Quando redes adversárias aparecem em materiais didáticos (o que é raro), geralmente é no último capítulo. Mesmo assim, eu decidi colocá-las aqui, como material introdutório, por alguns motivos. Em primeiro, RAG é uma tecnologia de ponta extremamente interessante e creio apresentá-las agora te incentivará a continuar aprendendo. Em segundo lugar, RAGs, embora matematicamente complexas, são extremamente simples de entender e de implementar. Assim, não se preocupe se a teoria por de trás delas não parecer muito clara a primeira vista; isso é normal. Por fim, na parte de implementação, RAGs serão um excelente treino para consolidar o que vimos [1] [2] sobre programação de redes neurais com TensorFlow.
Pré-requisitos
Se você só quer entender a intuição por traz de redes adversárias geradoras e por que elas são tão legais, siga adiante, sem medo, pela sessão intuitiva deste tutorial. No entanto, se você quer conseguir implementar RAGs, vou pressupor que você tenha os conhecimentos especificados no tutorial sobre matemática e programação para aprendizado de máquina, isto é, que sabe cálculo (derivadas), o básico de álgebra linear, de estatística e de programação. Eu também vou pressupor que você viu os tutoriais anteriores a esse. Meus tutoriais são ordenados de maneira lógica e sugiro fortemente que você se atenha à ordem deles para maior compreensão.
Intuição
Começamos com uma história (obviamente apócrifa). Imagine que Leonardo DiCaprio seja um falsificador de cheques bancários e que Tom Hanks seja um agente bancário (sim, a história é um pouco diferente) que precisa diferenciar cheques autênticos dos falsos produzidos por Leonardo DiCaprio. Pensemos agora nisso como um jogo: a cada rodada, Leonardo DiCaprio produz um punhado de cheques falos e Tom Hanks tenta os identificar. Cada cheque falso identificado gera pontos para Tom e diminui os pontos de Leonardo; por outro lado, cheques verdadeiros identificados como falsos diminuem os pontos de Tom. Por fim, cada cheque falso não identificado por Tom diminui sua pontuação e aumenta a de Leonardo. Note que cada ganho de Leonardo gera, necessariamente, uma perda para Tom. Chamamos esse tipo de jogo de soma zero, pois os ganhos de um jogador anulam os do outro, zerando a pontuação agregada do jogo.

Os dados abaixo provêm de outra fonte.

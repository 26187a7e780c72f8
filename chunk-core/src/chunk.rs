//! Chunk framing: tag + length + payload

use serde::{Deserialize, Serialize};

use crate::cursor::Cursor;
use crate::error::{Error, Result};
use crate::tag::Tag;

/// Size of the tag + length framing preceding every chunk payload.
pub const CHUNK_HEADER_SIZE: usize = 8;

/// Framing of a single chunk.
#[derive(Debug, Clone, Copy, PartialEq, Eq)]
pub struct ChunkHeader {
    /// Logical tag
    pub tag: Tag,
    /// Payload length (framing excluded)
    pub length: u32,
    /// Absolute offset of the tag in the file
    pub offset: usize,
}

impl ChunkHeader {
    /// Absolute offset of the first payload byte.
    pub fn payload_offset(&self) -> usize {
        self.offset + CHUNK_HEADER_SIZE
    }

    /// Absolute offset one past the last payload byte.
    pub fn end_offset(&self) -> usize {
        self.payload_offset() + self.length as usize
    }

    /// Total size of the chunk including framing.
    pub fn total_size(&self) -> usize {
        CHUNK_HEADER_SIZE + self.length as usize
    }
}

/// Chunk preserved verbatim because no parser claims its tag.
#[derive(Debug, Clone, PartialEq, Serialize, Deserialize)]
pub struct RawChunk {
    pub tag: Tag,
    pub data: Vec<u8>,
}

/// Read a chunk header at the cursor.
///
/// Returns `Ok(None)` when the cursor is exactly at the end of its stream.
pub fn read_chunk_header(cursor: &mut Cursor<'_>) -> Result<Option<ChunkHeader>> {
    if cursor.is_empty() {
        return Ok(None);
    }
    let offset = cursor.absolute_position();
    let tag = cursor.read_tag()?;
    let length = cursor.read_u32()?;
    Ok(Some(ChunkHeader {
        tag,
        length,
        offset,
    }))
}

impl<'a> Cursor<'a> {
    /// Read the next chunk and return its header with a cursor bounded to its
    /// payload. The outer cursor moves past the payload.
    pub fn next_chunk(&mut self) -> Result<Option<(ChunkHeader, Cursor<'a>)>> {
        let Some(header) = read_chunk_header(self)? else {
            return Ok(None);
        };
        let length = header.length as usize;
        if length > self.remaining() {
            return Err(Error::ChunkOverrun {
                tag: header.tag,
                offset: header.offset,
                length,
                available: self.remaining(),
            });
        }
        let payload = self.sub_cursor(length)?;
        Ok(Some((header, payload)))
    }
}

/// Read the next chunk and require it to carry `tag`.
pub fn expect_chunk<'a>(cursor: &mut Cursor<'a>, tag: Tag) -> Result<(ChunkHeader, Cursor<'a>)> {
    let offset = cursor.absolute_position();
    let Some((header, payload)) = cursor.next_chunk()? else {
        return Err(Error::UnexpectedEof {
            offset,
            need: CHUNK_HEADER_SIZE,
            have: 0,
        });
    };
    if header.tag != tag {
        return Err(Error::TagMismatch {
            offset: header.offset,
            expected: tag,
            found: header.tag,
        });
    }
    Ok((header, payload))
}
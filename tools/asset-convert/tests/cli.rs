//! Integration tests for asset-convert
//!
//! Tests the full pipeline: encode a document -> run the tool -> check output

use asset_codec::terrain::TerrainDocument;
use asset_codec::wmo::{GroupBody, GroupChunk, GroupDocument, GroupFileChunk, GroupHeader};
use asset_codec::{Document, decode_document, encode_document};
use std::path::Path;
use std::process::{Command, Output};
use tempfile::tempdir;

fn group() -> Document {
    Document::WmoGroup(GroupDocument {
        chunks: vec![
            GroupFileChunk::Version(17),
            GroupFileChunk::Group(GroupBody {
                header: GroupHeader {
                    group_id: 7,
                    ..GroupHeader::default()
                },
                chunks: vec![
                    GroupChunk::Vertices(vec![[0.0, 0.0, 0.0], [4.0, 0.0, 2.5]]),
                    GroupChunk::TexCoords(vec![[0.0, 0.0], [1.0, 0.5]]),
                    GroupChunk::TexCoords(vec![[0.25, 0.25], [0.0, 1.0]]),
                ],
            }),
        ],
    })
}

fn write_document(path: &Path, document: &Document) -> Vec<u8> {
    let bytes = encode_document(document).expect("Failed to encode");
    std::fs::write(path, &bytes).expect("Failed to write asset");
    bytes
}

// Helper to run asset-convert inside `dir`
fn asset_convert(dir: &Path, args: &[&str]) -> Output {
    Command::new(env!("CARGO_BIN_EXE_asset-convert"))
        .current_dir(dir)
        .args(args)
        .output()
        .expect("Failed to run asset-convert")
}

#[test]
fn test_decode_then_encode_restores_bytes() {
    let dir = tempdir().expect("Failed to create temp dir");
    let wmo = dir.path().join("keep_000.wmo");
    let original = write_document(&wmo, &group());

    let out = asset_convert(dir.path(), &["decode", "keep_000.wmo"]);
    assert!(out.status.success(), "decode failed: {}", String::from_utf8_lossy(&out.stderr));
    let json_path = dir.path().join("keep_000.wmo.json");
    let json = std::fs::read_to_string(&json_path).expect("Failed to read JSON");
    assert!(json.contains("\"kind\": \"wmo_group\""));

    std::fs::remove_file(&wmo).unwrap();
    let out = asset_convert(dir.path(), &["encode", "keep_000.wmo.json"]);
    assert!(out.status.success(), "encode failed: {}", String::from_utf8_lossy(&out.stderr));
    assert_eq!(std::fs::read(&wmo).unwrap(), original);
}

#[test]
fn test_explicit_output_paths() {
    let dir = tempdir().expect("Failed to create temp dir");
    let adt = dir.path().join("tile.adt");
    let original = write_document(&adt, &Document::Terrain(TerrainDocument::empty()));

    let out = asset_convert(dir.path(), &["decode", "tile.adt", "-o", "tile.txt"]);
    assert!(out.status.success());
    let out = asset_convert(dir.path(), &["encode", "tile.txt", "-o", "copy.bin"]);
    assert!(out.status.success());

    let copy = std::fs::read(dir.path().join("copy.bin")).unwrap();
    assert_eq!(copy, original);
    assert_eq!(decode_document(&copy).unwrap(), decode_document(&original).unwrap());
}

#[test]
fn test_verify() {
    let dir = tempdir().expect("Failed to create temp dir");
    write_document(&dir.path().join("tile.adt"), &Document::Terrain(TerrainDocument::empty()));
    std::fs::write(dir.path().join("broken.adt"), b"REVM\x04\x00\x00\x00").unwrap();

    assert!(asset_convert(dir.path(), &["verify", "tile.adt"]).status.success());
    assert!(!asset_convert(dir.path(), &["verify", "broken.adt"]).status.success());
}

#[test]
fn test_batch_continues_past_failures() {
    let dir = tempdir().expect("Failed to create temp dir");
    let input = dir.path().join("world");
    std::fs::create_dir_all(input.join("maps")).unwrap();
    write_document(&input.join("maps/tile.adt"), &Document::Terrain(TerrainDocument::empty()));
    write_document(&input.join("keep_000.wmo"), &group());
    std::fs::write(input.join("truncated.wmo"), b"REVM\x04\x00\x00").unwrap();
    std::fs::write(input.join("readme.txt"), b"not an asset").unwrap();

    let out = asset_convert(dir.path(), &["batch", "world", "--to", "json", "-o", "json"]);
    assert!(!out.status.success(), "a failed file must fail the batch");
    let stderr = String::from_utf8_lossy(&out.stderr);
    assert!(stderr.contains("1 of 3 files failed"), "missing failure summary: {stderr}");

    let json = dir.path().join("json");
    assert!(json.join("maps/tile.adt.json").is_file());
    assert!(json.join("keep_000.wmo.json").is_file());
    assert!(!json.join("truncated.wmo.json").exists());
    assert!(!json.join("readme.txt.json").exists());

    // And back again
    let out = asset_convert(dir.path(), &["batch", "json", "--to", "binary", "-o", "binary"]);
    assert!(out.status.success(), "{}", String::from_utf8_lossy(&out.stderr));
    assert_eq!(
        std::fs::read(dir.path().join("binary/keep_000.wmo")).unwrap(),
        std::fs::read(input.join("keep_000.wmo")).unwrap()
    );
    assert!(dir.path().join("binary/maps/tile.adt").is_file());
}

#[test]
fn test_config_file_is_read() {
    let dir = tempdir().expect("Failed to create temp dir");
    write_document(&dir.path().join("keep_000.wmo"), &group());
    std::fs::write(dir.path().join("asset-convert.toml"), "[batch]\npretty = false\n").unwrap();

    let out = asset_convert(dir.path(), &["decode", "keep_000.wmo"]);
    assert!(out.status.success());
    let json = std::fs::read_to_string(dir.path().join("keep_000.wmo.json")).unwrap();
    assert!(json.starts_with(r#"{"kind":"wmo_group""#));

    std::fs::write(dir.path().join("bad.toml"), "[batch]\nthreads = 2\n").unwrap();
    let out = asset_convert(dir.path(), &["--config", "bad.toml", "verify", "keep_000.wmo"]);
    assert!(!out.status.success());
}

Se colocarmos Tom e Leonardo para jogar esse jogo por muito tempo, devemos esperar que ambos fiquem muito bons nele. Como consequência, os cheques produzidor por Leonardo seriam indistinguíveis dos reais para nós, pessoas ignorantes; apenas o experiente Tom seria capaz de identificá-los.
O modelo de redes adversárias geradoras funciona exatamente como o jogo descrito acima. Nele, criamos duas redes neurais, uma geradora e uma discriminadora. À essa, damos o objetivo de distinguir entre dados reais e falsificadas; àquela, damos o objetivo de enganar a discriminadora, isto é, de gerar dados que se pareçam com a realidade. Por fim, treinamos as duas redes neurais em conjunto, até que a rede discriminadora não consiga mais do que 50% de acerto e a geradora produza exemplos parecidos com os dados reais.
Mas para que servem essas redes adversárias geradoras (ou RAGs)? Em primeiro lugar, podemos utilizar a rede geradora como uma fonte inesgotável de criatividade. Por exemplo, poderíamos treinar RAGs em modelos 3D de móveis e depois utilizar a geradora como uma inteligência artificial para design de mobília (isso inclusive já foi feito). Em segundo lugar, modelos gerativos como esse tem consequências filosóficas. De forma bem simplificada, no debate entre dualismo (a visão de que somos corpo e mais alguma coisa) e materialismo (a ideia de que somos apenas corpo e de que a consciência é apenas consequência de um maquinário complexo), os dualistas perdem o argumento da criatividade como algo que nos distingue do puramente mecânico (a menos que estejam dispostos a admitir que redes neurais também são mais do que apenas mecânicas). Por fim, se você entende um pouco de probabilidade e cálculo, deve saber que modelar probabilidade de dados é algo extremamente difícil de ser feito, pois envolve estimar uma integral impossível de se computar. Assim, é bastante interessante ter uma rede neural que pode facilmente fornecer amostras da distribuição dos dados sem precisar lidar com uma integral complicada.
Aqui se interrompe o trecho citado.